彼は精悍な顔立ちで、髭も生えるのだ。大人の男性なので……。
「お髭……剃りを手伝います」
「……やりたいのか?」
「……はい」
「酔狂だが、まぁ、いいだろう」
ジュリウス様は口角を上げ、私を洗面台へと絵流した。
……でも、よく考えたら……カミソリという刃物を手にして人体の急所近くに触れることになるので、これには最大級の信頼が必要なんだった。
「どうした? カミソリを手に固まったままでは準備が進まないぞ」
「あ、はい、ただいま……」
震えそうになる己の手を鎮める為に、私は深呼吸した。
「なんでこんなことやりたいと思ったのだ?」
「何か妻らしいお世話がしたくて……」
「これは通常、貴族の妻はやらないと思うぞ」
「そうかもしれませんね、貴族の妻ならせいぜいクロバットをとめるくらいでしょうか……」
私は頬や顎に白い髭剃り用のクリームを塗り、ソロリソロリと顎のラインに添わせて剃刀の刃を滑らせる。
「怖くはないですか? 信頼してくださって、ありがとうございます」
「怖いなら最初から刃物など持たせないだろう」
「……」
「己の妻を疑うものか」
───胸が、熱くなった。
いつの間に、こんなに信頼をいただけたのかと……。
「私は特別不器用しれませんよ」
「フッ、血がでても妻の仕業だと自慢することにするさ」
それは本当に自慢になるのかな? と、一瞬思ったけど、私が逆の立場であったら、心から信頼できる妻がいることは、幸せなことかもしれないと思った。
貴族同士など、ほぼ政略結婚、私達など、契約結婚から始まったはずなのだから……。
「……できました」
ジュリウス様は洗面台でお顔に残ったクリームを洗い流し、鏡を見ながら顎を撫でた。
「綺麗になったな、いってらっしゃいのキスをくれるか?」
彼は振り返ると、らしくもなくそんな事を言ってきたので、思わず面食らった。
「……はい」
結構恥ずかしいけど、私はめいっぱい背伸びをして、屈んでくれたジュリウス様の頬にキスをした。
◆ ◆ ◆
『凍てつけ……
鷹の目を借りて、ジュリウス様の戦闘を見守ってみた。
カダフィードの騎士は楽器のラッパを吹き鳴らし、金属の盾を棒で叩いたりして、大きな音を立ててゾンビ達をおびき出した。
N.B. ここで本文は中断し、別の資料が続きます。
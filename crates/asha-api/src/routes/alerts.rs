//! Alert routes

use crate::auth::AuthWorker;
use crate::error::ApiError;
use crate::models::{AlertResponse, MessageResponse};
use crate::AppState;
use axum::extract::{Path, State};
use axum::Json;
use std::sync::Arc;
use uuid::Uuid;

pub async fn list_alerts(
    State(state): State<Arc<AppState>>,
    AuthWorker(worker): AuthWorker,
) -> Result<Json<Vec<AlertResponse>>, ApiError> {
    let rows = state.store.list_alerts(worker.id).await?;
    Ok(Json(rows.into_iter().map(Into::into).collect()))
}

pub async fn mark_alert_read(
    State(state): State<Arc<AppState>>,
    AuthWorker(worker): AuthWorker,
    Path(alert_id): Path<Uuid>,
) -> Result<Json<MessageResponse>, ApiError> {
    state
        .store
        .mark_alert_read(alert_id, worker.id)
        .await?
        .ok_or(ApiError::NotFound("Alert not found"))?;
    Ok(Json(MessageResponse::new("Alert marked as read")))
}
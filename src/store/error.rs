//! Store error types.

use std::path::PathBuf;
use thiserror::Error;

// ============================================================================
// StoreError
// ============================================================================

/// Errors produced by store operations.
///
/// Every failure mode a store operation can hit maps to one variant, so
/// callers branch on the returned value instead of scraping log output.
/// The `Display` text doubles as the user-visible message the logger emits.
#[derive(Debug, Error)]
pub enum StoreError {
    /// Configuration file missing on load or backup-copy.
    #[error("configuration file not found: {0}")]
    NotFound(PathBuf),

    /// File extension names no supported format.
    #[error("unsupported config format: `{0}`")]
    UnsupportedFormat(PathBuf),

    #[error("error decoding JSON configuration file `{0}`")]
    Json(PathBuf, #[source] serde_json::Error),

    #[error("error decoding YAML configuration file `{0}`")]
    Yaml(PathBuf, #[source] serde_yaml::Error),

    /// YAML parsed fine but cannot be represented in the JSON value model
    /// (sequence-valued mapping keys, for example).
    #[error("unsupported YAML structure in `{0}`")]
    YamlStructure(PathBuf, #[source] serde_json::Error),

    #[error("error accessing configuration file `{0}`")]
    Io(PathBuf, #[source] std::io::Error),

    /// Final key-path segment missing from its mapping.
    #[error("key `{0}` not found in the configuration")]
    KeyNotFound(String),

    /// Intermediate key-path segment missing, or present but not a mapping.
    #[error("key `{0}` not found or is not a mapping")]
    NotAMapping(String),

    #[error("empty key path")]
    EmptyKeyPath,

    /// Operation needs a document but the store is empty (load failed).
    #[error("no configuration document loaded")]
    NoDocument,
}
そして群れをなすゾンビがジュリウス様の絶対零度の魔法で凍りつき、それを騎士達が粉砕していった。
……ジュリウス様、めちゃくちゃ強いな。
既に街中にゾンビが散らばっているため、表通りには一般人がいない。
だから強い魔法を遠慮なく使えるらしい。
ただ、やはりゾンビがだいぶ散らばっているので、掃討作戦にだいぶ時間がかかりそう。
私は現地に行けない分、タウンハウスの長椅子に体を横たえ、目を閉じて遠距離にいるカダフィードの皆の戦闘を、鷹の目を借りて見守ることにしたのだ。